Try it:
Among the records below, find each line containing the word "while" and copy it.

[Data for this task Boundary: Start]

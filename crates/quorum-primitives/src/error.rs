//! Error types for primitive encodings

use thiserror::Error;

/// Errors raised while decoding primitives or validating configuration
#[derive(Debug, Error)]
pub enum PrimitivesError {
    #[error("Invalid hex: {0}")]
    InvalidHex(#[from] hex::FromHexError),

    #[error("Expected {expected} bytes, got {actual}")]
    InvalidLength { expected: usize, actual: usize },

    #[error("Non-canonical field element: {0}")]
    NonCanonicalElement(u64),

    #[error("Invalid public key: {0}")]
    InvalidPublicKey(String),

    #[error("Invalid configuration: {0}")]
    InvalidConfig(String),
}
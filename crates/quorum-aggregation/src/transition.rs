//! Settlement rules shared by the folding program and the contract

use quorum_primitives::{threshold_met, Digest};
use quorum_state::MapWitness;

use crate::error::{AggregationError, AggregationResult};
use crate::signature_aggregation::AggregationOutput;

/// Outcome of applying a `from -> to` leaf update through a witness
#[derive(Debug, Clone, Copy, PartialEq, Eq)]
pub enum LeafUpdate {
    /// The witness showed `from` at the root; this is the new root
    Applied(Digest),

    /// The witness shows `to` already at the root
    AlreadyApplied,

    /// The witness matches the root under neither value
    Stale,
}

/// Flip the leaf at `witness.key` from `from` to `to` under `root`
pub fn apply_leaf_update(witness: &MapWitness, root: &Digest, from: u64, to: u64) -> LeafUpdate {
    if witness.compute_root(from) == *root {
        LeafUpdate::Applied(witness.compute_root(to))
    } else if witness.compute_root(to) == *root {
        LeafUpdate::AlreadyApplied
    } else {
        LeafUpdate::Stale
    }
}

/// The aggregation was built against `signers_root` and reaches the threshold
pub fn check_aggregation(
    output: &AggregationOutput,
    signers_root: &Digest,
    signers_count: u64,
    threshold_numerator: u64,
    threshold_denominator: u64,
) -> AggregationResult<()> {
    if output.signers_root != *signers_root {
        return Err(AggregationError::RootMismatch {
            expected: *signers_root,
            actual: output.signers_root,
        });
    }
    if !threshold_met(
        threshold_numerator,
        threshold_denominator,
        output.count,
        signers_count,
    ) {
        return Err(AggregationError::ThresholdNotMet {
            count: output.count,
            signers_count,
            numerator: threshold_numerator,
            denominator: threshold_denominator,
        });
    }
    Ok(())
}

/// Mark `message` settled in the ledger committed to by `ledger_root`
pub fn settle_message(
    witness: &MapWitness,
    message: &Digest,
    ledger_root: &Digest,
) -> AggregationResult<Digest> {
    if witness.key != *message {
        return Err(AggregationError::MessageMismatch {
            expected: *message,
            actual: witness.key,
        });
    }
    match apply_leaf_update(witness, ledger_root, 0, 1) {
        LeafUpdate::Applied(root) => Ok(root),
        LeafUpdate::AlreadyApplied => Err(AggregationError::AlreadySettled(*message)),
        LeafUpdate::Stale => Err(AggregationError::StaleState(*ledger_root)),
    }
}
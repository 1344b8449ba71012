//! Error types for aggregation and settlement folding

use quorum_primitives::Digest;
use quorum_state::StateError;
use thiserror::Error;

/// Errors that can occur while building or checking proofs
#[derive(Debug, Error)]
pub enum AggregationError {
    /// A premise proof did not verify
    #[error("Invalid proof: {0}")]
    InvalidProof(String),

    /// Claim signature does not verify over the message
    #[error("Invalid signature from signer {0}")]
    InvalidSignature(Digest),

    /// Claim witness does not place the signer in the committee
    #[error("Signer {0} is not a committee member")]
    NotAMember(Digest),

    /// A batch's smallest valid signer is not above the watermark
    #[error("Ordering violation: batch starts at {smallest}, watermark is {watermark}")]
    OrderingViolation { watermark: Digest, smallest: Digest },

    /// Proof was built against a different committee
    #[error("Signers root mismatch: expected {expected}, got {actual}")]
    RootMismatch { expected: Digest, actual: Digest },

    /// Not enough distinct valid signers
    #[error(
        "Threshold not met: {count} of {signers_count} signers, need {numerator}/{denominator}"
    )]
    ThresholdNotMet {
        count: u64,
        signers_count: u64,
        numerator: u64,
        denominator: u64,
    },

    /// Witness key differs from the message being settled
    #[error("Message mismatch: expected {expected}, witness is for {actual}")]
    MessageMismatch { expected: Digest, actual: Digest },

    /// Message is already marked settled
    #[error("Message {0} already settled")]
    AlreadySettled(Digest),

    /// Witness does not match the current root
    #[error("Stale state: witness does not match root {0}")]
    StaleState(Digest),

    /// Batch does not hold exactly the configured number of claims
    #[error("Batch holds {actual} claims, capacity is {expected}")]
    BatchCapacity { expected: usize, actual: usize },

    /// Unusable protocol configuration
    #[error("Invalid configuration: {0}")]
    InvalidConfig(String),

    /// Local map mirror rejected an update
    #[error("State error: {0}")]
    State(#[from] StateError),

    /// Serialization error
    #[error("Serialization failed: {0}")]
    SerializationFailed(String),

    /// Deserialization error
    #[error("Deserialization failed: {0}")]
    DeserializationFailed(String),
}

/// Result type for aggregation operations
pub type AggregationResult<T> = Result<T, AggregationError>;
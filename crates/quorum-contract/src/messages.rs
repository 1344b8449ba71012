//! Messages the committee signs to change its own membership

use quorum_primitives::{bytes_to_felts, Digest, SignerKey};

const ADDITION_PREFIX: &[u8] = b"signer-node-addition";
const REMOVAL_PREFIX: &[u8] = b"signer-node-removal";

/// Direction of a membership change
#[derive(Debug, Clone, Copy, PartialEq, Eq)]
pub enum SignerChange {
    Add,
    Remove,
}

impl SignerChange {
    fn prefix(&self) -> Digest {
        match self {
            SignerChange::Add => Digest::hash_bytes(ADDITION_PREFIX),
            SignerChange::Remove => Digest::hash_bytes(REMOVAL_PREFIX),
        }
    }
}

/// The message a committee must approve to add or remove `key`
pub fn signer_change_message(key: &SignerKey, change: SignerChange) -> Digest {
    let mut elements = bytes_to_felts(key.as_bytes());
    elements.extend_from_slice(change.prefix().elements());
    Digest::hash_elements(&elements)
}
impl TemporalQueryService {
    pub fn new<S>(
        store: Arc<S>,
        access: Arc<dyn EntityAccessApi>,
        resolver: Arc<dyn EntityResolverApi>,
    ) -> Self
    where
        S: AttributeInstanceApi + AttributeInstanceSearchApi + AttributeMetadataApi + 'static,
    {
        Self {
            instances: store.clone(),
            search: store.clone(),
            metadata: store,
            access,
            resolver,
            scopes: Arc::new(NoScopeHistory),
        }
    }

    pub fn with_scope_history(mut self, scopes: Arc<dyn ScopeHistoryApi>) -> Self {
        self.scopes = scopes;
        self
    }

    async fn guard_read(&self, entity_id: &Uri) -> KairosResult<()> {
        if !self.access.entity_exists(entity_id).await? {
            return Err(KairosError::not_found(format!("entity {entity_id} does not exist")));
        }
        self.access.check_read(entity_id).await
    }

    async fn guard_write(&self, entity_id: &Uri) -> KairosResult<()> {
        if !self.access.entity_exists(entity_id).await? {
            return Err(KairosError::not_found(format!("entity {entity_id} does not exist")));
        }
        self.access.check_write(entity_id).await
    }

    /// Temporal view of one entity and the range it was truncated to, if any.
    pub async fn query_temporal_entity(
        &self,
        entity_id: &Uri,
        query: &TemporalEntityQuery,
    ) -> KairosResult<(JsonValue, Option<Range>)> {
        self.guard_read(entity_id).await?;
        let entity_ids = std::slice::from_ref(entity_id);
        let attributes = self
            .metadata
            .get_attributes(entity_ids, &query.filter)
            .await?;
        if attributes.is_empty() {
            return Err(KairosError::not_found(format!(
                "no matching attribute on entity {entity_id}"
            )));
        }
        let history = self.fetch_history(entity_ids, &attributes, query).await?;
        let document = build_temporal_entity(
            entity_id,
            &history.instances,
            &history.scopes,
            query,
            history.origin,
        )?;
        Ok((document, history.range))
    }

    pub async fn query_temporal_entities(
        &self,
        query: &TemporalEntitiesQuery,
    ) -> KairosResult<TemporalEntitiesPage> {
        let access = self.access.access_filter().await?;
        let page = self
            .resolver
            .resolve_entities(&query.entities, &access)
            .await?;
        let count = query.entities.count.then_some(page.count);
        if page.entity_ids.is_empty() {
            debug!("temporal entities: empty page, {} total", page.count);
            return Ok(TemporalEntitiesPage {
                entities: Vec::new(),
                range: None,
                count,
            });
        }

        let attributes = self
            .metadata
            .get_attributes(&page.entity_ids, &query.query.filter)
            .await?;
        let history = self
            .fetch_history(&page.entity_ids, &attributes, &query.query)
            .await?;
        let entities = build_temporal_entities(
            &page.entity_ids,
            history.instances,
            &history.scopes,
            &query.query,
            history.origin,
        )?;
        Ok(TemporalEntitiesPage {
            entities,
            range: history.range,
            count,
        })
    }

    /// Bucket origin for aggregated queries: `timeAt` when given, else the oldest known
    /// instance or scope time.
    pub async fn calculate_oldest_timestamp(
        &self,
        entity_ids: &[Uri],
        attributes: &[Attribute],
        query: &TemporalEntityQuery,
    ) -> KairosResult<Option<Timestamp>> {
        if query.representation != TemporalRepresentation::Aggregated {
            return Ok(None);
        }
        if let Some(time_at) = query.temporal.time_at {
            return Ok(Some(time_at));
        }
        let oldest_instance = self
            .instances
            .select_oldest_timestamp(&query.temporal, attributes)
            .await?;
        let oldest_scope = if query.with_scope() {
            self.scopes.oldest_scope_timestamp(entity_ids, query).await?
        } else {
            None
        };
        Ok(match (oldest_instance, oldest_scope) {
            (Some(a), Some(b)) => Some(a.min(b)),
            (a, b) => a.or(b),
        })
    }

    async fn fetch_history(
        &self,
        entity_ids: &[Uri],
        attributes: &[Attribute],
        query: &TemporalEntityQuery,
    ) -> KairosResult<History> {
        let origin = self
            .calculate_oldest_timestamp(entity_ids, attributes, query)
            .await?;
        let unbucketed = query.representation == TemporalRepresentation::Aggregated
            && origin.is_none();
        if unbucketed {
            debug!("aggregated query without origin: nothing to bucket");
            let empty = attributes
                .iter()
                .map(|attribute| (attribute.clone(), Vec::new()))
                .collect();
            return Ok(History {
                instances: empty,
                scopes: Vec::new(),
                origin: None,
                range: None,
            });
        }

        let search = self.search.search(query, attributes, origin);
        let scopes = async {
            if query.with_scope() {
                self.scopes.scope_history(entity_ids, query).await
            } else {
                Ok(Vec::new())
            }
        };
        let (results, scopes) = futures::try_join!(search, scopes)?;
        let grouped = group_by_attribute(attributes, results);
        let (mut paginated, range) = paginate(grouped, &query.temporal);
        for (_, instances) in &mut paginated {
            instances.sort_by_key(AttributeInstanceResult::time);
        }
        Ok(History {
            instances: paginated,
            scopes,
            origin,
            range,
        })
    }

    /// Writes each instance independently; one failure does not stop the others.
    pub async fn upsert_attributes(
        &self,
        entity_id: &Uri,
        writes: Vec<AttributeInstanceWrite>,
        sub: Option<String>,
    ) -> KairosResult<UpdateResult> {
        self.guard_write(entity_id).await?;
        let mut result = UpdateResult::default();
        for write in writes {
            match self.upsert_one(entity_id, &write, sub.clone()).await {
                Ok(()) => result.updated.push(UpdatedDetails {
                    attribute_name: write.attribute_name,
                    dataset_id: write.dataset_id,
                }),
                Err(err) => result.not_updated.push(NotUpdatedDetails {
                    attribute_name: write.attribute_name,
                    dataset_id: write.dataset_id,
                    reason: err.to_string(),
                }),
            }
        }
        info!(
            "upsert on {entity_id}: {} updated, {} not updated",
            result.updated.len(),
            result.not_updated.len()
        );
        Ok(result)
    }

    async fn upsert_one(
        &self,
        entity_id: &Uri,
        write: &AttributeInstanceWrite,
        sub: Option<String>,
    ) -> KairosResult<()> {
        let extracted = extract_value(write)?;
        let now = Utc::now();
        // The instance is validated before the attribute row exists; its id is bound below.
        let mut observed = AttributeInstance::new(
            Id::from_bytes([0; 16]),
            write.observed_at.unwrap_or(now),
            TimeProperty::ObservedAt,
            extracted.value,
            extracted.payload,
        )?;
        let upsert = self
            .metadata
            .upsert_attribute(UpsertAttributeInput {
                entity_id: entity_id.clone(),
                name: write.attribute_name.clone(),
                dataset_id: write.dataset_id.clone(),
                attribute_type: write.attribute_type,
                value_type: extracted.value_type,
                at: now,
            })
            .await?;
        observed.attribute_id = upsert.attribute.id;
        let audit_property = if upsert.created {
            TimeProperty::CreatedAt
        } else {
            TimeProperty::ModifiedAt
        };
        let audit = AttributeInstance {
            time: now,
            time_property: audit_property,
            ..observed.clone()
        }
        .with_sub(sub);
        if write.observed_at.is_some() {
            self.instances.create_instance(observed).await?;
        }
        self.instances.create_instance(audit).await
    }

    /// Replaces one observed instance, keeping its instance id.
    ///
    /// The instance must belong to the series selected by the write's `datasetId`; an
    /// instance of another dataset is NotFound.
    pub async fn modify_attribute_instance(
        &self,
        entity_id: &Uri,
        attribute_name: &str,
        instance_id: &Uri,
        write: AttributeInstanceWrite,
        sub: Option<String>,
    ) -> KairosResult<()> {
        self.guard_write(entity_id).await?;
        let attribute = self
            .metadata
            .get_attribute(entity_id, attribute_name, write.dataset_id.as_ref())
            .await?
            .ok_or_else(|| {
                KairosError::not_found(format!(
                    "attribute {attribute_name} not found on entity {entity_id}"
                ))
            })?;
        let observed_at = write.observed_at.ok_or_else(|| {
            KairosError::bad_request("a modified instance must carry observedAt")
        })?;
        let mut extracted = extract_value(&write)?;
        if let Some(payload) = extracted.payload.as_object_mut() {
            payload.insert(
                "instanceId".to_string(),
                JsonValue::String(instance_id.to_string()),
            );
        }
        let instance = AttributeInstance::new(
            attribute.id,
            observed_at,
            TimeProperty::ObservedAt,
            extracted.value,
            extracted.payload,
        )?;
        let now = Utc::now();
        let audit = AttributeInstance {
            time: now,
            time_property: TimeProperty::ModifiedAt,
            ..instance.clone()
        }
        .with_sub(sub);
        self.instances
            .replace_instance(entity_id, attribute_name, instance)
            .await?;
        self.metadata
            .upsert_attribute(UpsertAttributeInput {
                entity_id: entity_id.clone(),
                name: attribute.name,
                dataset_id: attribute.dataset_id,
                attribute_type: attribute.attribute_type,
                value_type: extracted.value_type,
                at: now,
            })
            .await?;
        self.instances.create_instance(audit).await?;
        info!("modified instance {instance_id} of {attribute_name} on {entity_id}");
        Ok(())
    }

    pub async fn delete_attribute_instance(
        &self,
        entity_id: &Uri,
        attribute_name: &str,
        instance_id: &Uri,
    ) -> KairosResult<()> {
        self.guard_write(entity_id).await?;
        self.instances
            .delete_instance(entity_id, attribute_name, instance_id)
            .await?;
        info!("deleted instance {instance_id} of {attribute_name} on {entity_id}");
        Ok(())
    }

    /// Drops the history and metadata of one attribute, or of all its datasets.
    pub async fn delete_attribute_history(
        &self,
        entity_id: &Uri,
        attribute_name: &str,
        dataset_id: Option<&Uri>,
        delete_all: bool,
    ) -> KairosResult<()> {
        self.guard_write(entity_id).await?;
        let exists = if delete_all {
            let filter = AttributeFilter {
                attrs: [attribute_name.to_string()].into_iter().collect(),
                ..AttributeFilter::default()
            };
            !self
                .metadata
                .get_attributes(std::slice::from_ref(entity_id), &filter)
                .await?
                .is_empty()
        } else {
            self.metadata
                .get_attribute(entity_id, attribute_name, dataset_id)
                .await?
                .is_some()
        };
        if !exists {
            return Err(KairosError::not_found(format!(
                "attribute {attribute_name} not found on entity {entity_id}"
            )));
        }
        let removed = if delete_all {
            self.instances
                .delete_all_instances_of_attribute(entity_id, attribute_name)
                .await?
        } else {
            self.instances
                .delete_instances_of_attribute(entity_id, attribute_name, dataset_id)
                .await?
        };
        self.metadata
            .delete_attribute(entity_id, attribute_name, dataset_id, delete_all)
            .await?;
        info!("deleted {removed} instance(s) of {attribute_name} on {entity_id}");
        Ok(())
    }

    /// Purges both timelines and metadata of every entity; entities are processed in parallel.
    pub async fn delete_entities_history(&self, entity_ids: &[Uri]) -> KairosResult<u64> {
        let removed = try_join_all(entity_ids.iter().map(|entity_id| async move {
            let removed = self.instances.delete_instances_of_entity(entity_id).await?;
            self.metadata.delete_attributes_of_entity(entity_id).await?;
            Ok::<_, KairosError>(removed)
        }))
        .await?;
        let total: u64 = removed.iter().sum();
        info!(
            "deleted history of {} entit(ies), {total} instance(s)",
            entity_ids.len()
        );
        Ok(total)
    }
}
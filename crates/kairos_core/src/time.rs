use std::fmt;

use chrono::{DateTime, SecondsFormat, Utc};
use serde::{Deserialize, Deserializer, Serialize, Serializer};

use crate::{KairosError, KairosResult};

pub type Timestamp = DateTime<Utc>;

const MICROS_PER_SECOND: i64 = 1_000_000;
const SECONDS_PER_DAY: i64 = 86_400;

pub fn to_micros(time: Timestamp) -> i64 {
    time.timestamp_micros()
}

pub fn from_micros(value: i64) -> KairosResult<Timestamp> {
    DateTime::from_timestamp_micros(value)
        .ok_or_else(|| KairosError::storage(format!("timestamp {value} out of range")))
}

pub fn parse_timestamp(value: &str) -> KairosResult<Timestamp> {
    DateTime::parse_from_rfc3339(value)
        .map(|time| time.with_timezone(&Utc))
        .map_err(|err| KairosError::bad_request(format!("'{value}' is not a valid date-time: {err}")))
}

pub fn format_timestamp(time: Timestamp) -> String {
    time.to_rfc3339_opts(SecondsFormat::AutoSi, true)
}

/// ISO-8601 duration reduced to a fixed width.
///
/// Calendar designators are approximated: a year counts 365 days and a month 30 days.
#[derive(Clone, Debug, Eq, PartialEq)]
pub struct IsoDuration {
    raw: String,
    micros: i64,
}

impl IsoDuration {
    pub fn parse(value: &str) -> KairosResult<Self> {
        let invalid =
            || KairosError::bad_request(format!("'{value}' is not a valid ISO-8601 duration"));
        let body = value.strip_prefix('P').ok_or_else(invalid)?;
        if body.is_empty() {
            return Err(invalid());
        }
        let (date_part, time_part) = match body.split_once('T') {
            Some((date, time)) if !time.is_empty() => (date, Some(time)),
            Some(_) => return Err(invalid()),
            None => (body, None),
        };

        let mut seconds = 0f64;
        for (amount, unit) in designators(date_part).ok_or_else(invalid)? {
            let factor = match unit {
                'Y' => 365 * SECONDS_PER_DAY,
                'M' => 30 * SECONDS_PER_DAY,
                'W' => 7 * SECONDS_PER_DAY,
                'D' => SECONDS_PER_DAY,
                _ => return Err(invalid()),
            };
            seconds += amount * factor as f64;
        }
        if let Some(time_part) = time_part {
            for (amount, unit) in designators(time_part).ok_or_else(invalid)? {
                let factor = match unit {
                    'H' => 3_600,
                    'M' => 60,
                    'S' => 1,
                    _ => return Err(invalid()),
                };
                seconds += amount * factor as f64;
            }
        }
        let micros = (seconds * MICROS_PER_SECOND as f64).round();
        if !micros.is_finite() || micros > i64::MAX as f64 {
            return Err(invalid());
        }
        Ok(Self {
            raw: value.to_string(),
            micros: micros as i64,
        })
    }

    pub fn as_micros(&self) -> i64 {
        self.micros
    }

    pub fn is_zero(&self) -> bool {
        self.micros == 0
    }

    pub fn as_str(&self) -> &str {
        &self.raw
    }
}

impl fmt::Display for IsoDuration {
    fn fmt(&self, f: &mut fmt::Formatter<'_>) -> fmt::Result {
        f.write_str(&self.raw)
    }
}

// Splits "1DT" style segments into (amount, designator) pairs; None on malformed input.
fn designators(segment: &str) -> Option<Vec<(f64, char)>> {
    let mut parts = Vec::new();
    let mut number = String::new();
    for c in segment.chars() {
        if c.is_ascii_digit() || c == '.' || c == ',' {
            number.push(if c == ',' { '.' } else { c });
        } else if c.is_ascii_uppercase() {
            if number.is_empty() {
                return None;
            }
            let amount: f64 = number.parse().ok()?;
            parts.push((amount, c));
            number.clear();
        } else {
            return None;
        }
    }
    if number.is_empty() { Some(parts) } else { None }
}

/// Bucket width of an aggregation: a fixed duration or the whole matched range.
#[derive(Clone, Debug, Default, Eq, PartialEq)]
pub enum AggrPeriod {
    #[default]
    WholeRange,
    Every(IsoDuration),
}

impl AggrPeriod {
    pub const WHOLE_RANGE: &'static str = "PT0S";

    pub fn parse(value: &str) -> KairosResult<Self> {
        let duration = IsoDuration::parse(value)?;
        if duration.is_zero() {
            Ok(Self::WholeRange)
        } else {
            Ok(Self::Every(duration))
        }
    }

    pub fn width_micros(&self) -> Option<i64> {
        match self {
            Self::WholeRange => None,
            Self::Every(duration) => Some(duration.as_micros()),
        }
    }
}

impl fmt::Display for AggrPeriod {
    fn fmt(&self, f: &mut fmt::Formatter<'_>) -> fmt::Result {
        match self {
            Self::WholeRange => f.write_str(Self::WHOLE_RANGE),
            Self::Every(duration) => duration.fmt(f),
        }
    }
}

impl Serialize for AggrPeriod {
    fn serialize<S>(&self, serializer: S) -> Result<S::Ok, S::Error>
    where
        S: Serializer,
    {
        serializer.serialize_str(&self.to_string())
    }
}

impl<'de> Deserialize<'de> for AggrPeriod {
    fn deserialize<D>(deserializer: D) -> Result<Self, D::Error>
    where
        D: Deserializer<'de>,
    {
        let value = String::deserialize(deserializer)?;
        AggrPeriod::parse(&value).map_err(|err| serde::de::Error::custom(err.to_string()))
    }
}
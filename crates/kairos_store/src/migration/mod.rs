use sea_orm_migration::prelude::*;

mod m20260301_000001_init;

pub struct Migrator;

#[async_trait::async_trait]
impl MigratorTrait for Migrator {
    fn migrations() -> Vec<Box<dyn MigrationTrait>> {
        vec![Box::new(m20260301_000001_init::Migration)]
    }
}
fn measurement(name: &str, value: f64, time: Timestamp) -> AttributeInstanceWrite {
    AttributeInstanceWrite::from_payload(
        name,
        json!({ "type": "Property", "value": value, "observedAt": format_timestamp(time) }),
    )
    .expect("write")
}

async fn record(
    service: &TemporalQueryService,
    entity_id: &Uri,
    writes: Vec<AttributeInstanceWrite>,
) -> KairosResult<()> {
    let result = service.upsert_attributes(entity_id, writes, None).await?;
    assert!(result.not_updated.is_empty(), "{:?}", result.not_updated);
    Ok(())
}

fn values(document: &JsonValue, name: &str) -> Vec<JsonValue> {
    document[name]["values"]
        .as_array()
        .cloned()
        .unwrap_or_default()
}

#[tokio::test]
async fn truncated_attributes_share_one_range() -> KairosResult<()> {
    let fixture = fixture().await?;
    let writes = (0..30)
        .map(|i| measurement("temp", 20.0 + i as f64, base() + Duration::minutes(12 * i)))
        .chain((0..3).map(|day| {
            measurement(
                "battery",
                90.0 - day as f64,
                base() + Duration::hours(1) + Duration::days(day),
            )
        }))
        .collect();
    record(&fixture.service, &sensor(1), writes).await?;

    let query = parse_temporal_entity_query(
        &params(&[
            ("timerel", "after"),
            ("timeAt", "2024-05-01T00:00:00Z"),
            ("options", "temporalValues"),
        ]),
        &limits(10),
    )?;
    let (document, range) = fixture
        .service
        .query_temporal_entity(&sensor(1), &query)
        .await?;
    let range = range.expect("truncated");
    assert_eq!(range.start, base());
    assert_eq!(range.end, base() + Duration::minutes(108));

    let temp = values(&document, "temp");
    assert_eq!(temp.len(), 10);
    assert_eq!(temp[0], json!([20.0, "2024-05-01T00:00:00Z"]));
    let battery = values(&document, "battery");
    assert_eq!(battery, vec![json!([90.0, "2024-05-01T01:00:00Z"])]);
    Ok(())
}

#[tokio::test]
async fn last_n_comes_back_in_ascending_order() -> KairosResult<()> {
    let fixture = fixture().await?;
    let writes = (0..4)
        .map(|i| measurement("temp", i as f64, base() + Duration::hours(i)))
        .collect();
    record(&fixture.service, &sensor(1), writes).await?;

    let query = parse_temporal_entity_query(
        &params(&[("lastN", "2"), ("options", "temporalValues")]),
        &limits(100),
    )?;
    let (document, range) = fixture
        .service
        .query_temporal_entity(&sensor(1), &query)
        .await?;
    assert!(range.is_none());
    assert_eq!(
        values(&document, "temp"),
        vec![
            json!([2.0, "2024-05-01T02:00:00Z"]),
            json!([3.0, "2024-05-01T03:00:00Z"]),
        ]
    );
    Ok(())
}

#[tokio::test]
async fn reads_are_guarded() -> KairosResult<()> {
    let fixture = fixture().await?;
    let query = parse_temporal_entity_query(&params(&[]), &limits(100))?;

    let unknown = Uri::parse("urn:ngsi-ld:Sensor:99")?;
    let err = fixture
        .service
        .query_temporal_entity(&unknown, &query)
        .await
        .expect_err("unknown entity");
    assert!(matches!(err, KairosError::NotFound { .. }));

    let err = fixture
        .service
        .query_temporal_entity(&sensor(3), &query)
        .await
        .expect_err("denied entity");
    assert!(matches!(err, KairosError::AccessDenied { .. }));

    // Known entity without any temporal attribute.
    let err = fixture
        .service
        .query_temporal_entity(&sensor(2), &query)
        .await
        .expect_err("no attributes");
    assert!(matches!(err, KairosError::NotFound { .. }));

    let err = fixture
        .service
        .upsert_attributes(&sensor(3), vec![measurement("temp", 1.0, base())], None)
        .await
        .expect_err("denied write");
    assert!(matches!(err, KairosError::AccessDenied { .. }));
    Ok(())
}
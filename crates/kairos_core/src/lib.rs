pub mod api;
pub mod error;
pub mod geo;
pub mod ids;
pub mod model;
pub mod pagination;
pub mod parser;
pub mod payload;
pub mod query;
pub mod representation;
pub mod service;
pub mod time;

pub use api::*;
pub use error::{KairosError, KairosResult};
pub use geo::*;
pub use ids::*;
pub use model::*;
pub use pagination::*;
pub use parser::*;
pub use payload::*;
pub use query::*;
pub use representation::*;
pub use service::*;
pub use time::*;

[Data for this task Boundary: End]

Task answer:
/// Errors raised while decoding primitives or validating configuration
/// Errors that can occur while building or checking proofs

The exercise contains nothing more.